◆ Saved entries ◆
┌──

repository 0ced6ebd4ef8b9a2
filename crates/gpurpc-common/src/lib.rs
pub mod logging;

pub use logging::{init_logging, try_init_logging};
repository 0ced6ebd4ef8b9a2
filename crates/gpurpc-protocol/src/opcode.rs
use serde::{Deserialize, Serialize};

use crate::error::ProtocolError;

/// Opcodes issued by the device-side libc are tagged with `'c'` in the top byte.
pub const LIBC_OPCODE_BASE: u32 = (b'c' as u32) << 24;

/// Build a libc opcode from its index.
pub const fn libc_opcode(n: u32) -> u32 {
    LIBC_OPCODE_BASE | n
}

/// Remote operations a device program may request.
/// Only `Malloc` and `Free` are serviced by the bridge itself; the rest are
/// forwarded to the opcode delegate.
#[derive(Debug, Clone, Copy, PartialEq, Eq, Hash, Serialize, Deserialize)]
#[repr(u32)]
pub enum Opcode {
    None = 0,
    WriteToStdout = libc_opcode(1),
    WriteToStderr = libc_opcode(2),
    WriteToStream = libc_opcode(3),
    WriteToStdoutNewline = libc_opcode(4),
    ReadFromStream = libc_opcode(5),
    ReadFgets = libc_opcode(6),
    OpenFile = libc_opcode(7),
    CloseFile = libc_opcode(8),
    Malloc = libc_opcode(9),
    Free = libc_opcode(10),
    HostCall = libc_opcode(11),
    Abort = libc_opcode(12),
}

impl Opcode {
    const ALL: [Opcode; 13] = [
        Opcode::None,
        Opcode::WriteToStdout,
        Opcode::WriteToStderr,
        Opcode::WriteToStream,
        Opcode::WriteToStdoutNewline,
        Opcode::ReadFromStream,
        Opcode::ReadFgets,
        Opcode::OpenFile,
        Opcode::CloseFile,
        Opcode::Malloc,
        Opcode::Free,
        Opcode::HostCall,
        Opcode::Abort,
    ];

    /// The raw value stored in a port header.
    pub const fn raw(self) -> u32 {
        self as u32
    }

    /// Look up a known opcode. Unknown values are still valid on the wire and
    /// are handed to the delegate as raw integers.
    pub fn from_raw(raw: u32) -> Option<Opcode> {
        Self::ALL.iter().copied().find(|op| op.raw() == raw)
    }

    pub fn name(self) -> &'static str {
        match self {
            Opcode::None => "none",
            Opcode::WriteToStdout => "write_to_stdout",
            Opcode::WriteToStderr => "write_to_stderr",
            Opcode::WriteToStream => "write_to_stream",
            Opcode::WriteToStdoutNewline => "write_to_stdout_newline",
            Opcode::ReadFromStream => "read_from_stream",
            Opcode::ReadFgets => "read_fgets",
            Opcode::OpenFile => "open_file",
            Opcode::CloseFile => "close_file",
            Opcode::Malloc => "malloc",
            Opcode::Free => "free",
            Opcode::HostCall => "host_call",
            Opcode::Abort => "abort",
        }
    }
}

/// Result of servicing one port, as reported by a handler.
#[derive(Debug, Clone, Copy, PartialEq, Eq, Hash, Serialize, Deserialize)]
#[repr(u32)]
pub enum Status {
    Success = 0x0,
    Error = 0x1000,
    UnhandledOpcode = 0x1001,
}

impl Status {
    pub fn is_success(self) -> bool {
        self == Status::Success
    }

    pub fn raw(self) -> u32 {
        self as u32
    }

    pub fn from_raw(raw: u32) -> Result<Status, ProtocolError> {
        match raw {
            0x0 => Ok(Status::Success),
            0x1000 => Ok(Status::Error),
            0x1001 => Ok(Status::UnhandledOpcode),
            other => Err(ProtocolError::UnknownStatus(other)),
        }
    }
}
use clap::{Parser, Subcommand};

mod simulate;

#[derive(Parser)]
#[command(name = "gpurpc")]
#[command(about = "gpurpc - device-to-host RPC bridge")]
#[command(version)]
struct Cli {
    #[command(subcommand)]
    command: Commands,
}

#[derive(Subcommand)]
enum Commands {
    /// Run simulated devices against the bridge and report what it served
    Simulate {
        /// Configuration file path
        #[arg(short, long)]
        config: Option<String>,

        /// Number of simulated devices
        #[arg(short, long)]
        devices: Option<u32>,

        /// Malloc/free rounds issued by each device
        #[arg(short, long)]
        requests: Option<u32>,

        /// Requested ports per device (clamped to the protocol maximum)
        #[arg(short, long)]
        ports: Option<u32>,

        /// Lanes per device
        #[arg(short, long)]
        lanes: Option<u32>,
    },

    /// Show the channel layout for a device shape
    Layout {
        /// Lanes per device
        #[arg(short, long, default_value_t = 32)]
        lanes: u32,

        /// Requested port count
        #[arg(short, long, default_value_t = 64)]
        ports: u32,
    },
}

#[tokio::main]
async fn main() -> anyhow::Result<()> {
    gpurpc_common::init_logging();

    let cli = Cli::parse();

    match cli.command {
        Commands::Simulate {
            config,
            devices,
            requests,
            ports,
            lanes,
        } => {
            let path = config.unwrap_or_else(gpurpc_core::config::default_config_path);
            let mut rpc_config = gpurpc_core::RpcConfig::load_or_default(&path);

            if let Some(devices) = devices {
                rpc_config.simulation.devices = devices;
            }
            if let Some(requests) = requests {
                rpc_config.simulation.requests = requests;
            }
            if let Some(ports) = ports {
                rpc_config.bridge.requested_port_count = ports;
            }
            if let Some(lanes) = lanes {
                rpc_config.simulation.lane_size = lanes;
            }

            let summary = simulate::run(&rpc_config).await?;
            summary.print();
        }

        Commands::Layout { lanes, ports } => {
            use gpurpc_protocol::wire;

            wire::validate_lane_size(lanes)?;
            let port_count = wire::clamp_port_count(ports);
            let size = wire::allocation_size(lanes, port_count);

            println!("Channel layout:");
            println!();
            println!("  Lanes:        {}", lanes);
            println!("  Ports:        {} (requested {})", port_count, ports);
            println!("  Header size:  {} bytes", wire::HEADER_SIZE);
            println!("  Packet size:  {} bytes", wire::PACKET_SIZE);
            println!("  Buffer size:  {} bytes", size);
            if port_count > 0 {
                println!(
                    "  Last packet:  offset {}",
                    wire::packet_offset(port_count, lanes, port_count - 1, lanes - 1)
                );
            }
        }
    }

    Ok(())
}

└──

◆ What the task asks ◆
Would you mind copying all of the records exactly?

◆ Result of this task ◆
repository 0ced6ebd4ef8b9a2
filename crates/gpurpc-common/src/lib.rs
pub mod logging;

pub use logging::{init_logging, try_init_logging};
repository 0ced6ebd4ef8b9a2
filename crates/gpurpc-protocol/src/opcode.rs
use serde::{Deserialize, Serialize};

use crate::error::ProtocolError;

/// Opcodes issued by the device-side libc are tagged with `'c'` in the top byte.
pub const LIBC_OPCODE_BASE: u32 = (b'c' as u32) << 24;

/// Build a libc opcode from its index.
pub const fn libc_opcode(n: u32) -> u32 {
    LIBC_OPCODE_BASE | n
}

/// Remote operations a device program may request.
/// Only `Malloc` and `Free` are serviced by the bridge itself; the rest are
/// forwarded to the opcode delegate.
#[derive(Debug, Clone, Copy, PartialEq, Eq, Hash, Serialize, Deserialize)]
#[repr(u32)]
pub enum Opcode {
    None = 0,
    WriteToStdout = libc_opcode(1),
    WriteToStderr = libc_opcode(2),
    WriteToStream = libc_opcode(3),
    WriteToStdoutNewline = libc_opcode(4),
    ReadFromStream = libc_opcode(5),
    ReadFgets = libc_opcode(6),
    OpenFile = libc_opcode(7),
    CloseFile = libc_opcode(8),
    Malloc = libc_opcode(9),
    Free = libc_opcode(10),
    HostCall = libc_opcode(11),
    Abort = libc_opcode(12),
}

impl Opcode {
    const ALL: [Opcode; 13] = [
        Opcode::None,
        Opcode::WriteToStdout,
        Opcode::WriteToStderr,
        Opcode::WriteToStream,
        Opcode::WriteToStdoutNewline,
        Opcode::ReadFromStream,
        Opcode::ReadFgets,
        Opcode::OpenFile,
        Opcode::CloseFile,
        Opcode::Malloc,
        Opcode::Free,
        Opcode::HostCall,
        Opcode::Abort,
    ];

    /// The raw value stored in a port header.
    pub const fn raw(self) -> u32 {
        self as u32
    }

    /// Look up a known opcode. Unknown values are still valid on the wire and
    /// are handed to the delegate as raw integers.
    pub fn from_raw(raw: u32) -> Option<Opcode> {
        Self::ALL.iter().copied().find(|op| op.raw() == raw)
    }

    pub fn name(self) -> &'static str {
        match self {
            Opcode::None => "none",
            Opcode::WriteToStdout => "write_to_stdout",
            Opcode::WriteToStderr => "write_to_stderr",
            Opcode::WriteToStream => "write_to_stream",
            Opcode::WriteToStdoutNewline => "write_to_stdout_newline",
            Opcode::ReadFromStream => "read_from_stream",
            Opcode::ReadFgets => "read_fgets",
            Opcode::OpenFile => "open_file",
            Opcode::CloseFile => "close_file",
            Opcode::Malloc => "malloc",
            Opcode::Free => "free",
            Opcode::HostCall => "host_call",
            Opcode::Abort => "abort",
        }
    }
}

/// Result of servicing one port, as reported by a handler.
#[derive(Debug, Clone, Copy, PartialEq, Eq, Hash, Serialize, Deserialize)]
#[repr(u32)]
pub enum Status {
    Success = 0x0,
    Error = 0x1000,
    UnhandledOpcode = 0x1001,
}

impl Status {
    pub fn is_success(self) -> bool {
        self == Status::Success
    }

    pub fn raw(self) -> u32 {
        self as u32
    }

    pub fn from_raw(raw: u32) -> Result<Status, ProtocolError> {
        match raw {
            0x0 => Ok(Status::Success),
            0x1000 => Ok(Status::Error),
            0x1001 => Ok(Status::UnhandledOpcode),
            other => Err(ProtocolError::UnknownStatus(other)),
        }
    }
}
use clap::{Parser, Subcommand};

mod simulate;

#[derive(Parser)]
#[command(name = "gpurpc")]
#[command(about = "gpurpc - device-to-host RPC bridge")]
#[command(version)]
struct Cli {
    #[command(subcommand)]
    command: Commands,
}

#[derive(Subcommand)]
enum Commands {
    /// Run simulated devices against the bridge and report what it served
    Simulate {
        /// Configuration file path
        #[arg(short, long)]
        config: Option<String>,

        /// Number of simulated devices
        #[arg(short, long)]
        devices: Option<u32>,

        /// Malloc/free rounds issued by each device
        #[arg(short, long)]
        requests: Option<u32>,

        /// Requested ports per device (clamped to the protocol maximum)
        #[arg(short, long)]
        ports: Option<u32>,

        /// Lanes per device
        #[arg(short, long)]
        lanes: Option<u32>,
    },

    /// Show the channel layout for a device shape
    Layout {
        /// Lanes per device
        #[arg(short, long, default_value_t = 32)]
        lanes: u32,

        /// Requested port count
        #[arg(short, long, default_value_t = 64)]
        ports: u32,
    },
}

#[tokio::main]
async fn main() -> anyhow::Result<()> {
    gpurpc_common::init_logging();

    let cli = Cli::parse();

    match cli.command {
        Commands::Simulate {
            config,
            devices,
            requests,
            ports,
            lanes,
        } => {
            let path = config.unwrap_or_else(gpurpc_core::config::default_config_path);
            let mut rpc_config = gpurpc_core::RpcConfig::load_or_default(&path);

            if let Some(devices) = devices {
                rpc_config.simulation.devices = devices;
            }
            if let Some(requests) = requests {
                rpc_config.simulation.requests = requests;
            }
            if let Some(ports) = ports {
                rpc_config.bridge.requested_port_count = ports;
            }
            if let Some(lanes) = lanes {
                rpc_config.simulation.lane_size = lanes;
            }

            let summary = simulate::run(&rpc_config).await?;
            summary.print();
        }

        Commands::Layout { lanes, ports } => {
            use gpurpc_protocol::wire;

            wire::validate_lane_size(lanes)?;
            let port_count = wire::clamp_port_count(ports);
            let size = wire::allocation_size(lanes, port_count);

            println!("Channel layout:");
            println!();
            println!("  Lanes:        {}", lanes);
            println!("  Ports:        {} (requested {})", port_count, ports);
            println!("  Header size:  {} bytes", wire::HEADER_SIZE);
            println!("  Packet size:  {} bytes", wire::PACKET_SIZE);
            println!("  Buffer size:  {} bytes", size);
            if port_count > 0 {
                println!(
                    "  Last packet:  offset {}",
                    wire::packet_offset(port_count, lanes, port_count - 1, lanes - 1)
                );
            }
        }
    }

    Ok(())
}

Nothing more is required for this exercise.